* TRY IT *
Every line from the first in the listing below to the line containing "fn function(node: Node)" is to be repeated exactly, and no line past it.

____________

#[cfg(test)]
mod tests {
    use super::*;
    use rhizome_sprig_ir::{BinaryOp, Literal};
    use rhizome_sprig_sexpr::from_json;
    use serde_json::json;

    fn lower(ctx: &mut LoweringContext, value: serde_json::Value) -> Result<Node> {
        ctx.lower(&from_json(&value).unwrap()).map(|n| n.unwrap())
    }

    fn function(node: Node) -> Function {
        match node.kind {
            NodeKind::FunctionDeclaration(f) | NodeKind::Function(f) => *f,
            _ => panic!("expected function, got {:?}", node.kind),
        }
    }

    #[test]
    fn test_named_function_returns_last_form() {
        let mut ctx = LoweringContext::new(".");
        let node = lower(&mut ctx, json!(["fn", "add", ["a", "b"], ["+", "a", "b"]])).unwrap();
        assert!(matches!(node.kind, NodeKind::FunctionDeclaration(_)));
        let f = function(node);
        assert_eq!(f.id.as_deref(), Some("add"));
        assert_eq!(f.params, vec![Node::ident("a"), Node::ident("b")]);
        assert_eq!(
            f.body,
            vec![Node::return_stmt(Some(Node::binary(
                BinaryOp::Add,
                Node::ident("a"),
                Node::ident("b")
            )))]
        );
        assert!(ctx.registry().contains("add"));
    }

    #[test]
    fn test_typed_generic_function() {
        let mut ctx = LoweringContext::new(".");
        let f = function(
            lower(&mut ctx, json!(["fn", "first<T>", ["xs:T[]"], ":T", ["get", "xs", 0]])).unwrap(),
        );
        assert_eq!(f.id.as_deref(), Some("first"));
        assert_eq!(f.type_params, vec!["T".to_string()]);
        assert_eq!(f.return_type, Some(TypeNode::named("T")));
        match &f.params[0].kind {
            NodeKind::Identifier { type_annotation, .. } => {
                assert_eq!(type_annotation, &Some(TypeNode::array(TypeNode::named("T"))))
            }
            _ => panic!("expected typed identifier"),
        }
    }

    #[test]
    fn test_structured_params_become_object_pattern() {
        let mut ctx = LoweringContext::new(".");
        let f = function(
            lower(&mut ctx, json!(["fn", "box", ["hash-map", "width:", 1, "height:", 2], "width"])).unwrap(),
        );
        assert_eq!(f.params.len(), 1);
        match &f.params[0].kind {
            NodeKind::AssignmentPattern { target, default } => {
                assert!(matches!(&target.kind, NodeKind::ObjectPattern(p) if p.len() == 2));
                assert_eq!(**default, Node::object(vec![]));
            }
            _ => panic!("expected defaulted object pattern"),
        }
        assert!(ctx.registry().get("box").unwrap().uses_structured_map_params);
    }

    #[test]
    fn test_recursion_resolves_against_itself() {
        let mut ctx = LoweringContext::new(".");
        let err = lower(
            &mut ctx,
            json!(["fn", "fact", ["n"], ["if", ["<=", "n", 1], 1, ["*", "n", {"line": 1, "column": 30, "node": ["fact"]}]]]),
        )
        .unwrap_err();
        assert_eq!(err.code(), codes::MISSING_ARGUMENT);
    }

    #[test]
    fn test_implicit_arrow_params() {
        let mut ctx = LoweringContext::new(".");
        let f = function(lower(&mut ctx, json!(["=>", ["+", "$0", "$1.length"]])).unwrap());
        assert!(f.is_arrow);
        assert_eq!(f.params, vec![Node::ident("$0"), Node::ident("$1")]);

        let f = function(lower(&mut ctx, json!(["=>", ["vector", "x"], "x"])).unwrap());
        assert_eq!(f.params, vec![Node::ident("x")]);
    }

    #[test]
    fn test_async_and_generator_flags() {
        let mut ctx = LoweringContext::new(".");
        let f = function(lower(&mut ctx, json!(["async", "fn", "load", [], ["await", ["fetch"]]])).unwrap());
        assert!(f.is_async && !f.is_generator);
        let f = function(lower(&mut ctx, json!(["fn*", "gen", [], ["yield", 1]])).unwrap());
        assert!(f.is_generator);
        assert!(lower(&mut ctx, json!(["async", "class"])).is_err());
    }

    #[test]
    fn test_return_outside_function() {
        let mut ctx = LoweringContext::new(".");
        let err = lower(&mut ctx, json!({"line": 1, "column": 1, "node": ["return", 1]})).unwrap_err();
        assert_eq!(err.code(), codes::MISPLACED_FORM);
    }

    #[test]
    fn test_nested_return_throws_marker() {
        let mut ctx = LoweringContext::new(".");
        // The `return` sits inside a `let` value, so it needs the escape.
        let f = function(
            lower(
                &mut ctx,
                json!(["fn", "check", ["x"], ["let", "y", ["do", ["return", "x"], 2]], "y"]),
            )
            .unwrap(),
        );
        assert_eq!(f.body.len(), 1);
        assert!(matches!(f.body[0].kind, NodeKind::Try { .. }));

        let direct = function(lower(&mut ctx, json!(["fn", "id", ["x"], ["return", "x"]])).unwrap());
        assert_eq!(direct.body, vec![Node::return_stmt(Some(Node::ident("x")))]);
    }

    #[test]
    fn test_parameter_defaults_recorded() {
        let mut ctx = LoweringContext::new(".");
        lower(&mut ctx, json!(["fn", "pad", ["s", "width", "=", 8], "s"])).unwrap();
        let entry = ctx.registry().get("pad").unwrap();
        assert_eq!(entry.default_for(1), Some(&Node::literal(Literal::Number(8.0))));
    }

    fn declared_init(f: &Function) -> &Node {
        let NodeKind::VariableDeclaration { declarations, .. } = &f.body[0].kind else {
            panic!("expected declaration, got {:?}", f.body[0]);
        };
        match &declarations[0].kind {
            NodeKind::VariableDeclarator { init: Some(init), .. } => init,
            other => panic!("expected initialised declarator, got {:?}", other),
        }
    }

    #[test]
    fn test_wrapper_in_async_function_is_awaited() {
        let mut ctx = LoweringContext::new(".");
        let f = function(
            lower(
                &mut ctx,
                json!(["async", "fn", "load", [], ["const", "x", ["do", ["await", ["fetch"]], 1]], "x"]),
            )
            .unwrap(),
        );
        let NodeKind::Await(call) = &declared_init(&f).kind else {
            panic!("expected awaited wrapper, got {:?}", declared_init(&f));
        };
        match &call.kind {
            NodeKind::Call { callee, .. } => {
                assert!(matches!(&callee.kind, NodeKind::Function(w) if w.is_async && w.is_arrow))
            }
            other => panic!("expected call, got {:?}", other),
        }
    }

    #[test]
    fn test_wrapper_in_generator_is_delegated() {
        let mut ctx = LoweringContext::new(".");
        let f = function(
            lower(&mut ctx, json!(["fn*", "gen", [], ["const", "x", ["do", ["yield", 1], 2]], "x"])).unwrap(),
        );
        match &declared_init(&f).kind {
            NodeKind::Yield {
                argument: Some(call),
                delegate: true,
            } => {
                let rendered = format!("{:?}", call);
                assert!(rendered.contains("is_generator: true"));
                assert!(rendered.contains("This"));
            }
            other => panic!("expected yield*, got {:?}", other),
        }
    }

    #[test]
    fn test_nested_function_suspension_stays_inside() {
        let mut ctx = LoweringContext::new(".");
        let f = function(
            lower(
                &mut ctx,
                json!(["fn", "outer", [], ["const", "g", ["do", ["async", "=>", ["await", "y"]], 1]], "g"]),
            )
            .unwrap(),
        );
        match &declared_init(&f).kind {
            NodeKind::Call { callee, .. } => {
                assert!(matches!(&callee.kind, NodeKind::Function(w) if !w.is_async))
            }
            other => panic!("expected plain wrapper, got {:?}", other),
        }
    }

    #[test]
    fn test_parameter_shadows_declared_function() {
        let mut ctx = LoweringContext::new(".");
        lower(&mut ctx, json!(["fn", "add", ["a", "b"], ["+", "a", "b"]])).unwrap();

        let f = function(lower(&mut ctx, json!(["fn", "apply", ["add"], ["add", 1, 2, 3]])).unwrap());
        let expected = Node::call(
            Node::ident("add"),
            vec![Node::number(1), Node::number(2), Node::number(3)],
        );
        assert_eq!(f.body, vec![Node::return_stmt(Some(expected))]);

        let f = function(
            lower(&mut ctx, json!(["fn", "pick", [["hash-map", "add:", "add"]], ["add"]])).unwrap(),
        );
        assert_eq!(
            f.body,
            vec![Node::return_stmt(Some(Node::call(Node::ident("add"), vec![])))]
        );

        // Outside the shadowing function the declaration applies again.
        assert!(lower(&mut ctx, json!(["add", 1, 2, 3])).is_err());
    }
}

____________

* SOLUTION TO THIS EXERCISE *
#[cfg(test)]
mod tests {
    use super::*;
    use rhizome_sprig_ir::{BinaryOp, Literal};
    use rhizome_sprig_sexpr::from_json;
    use serde_json::json;

    fn lower(ctx: &mut LoweringContext, value: serde_json::Value) -> Result<Node> {
        ctx.lower(&from_json(&value).unwrap()).map(|n| n.unwrap())
    }

    fn function(node: Node) -> Function {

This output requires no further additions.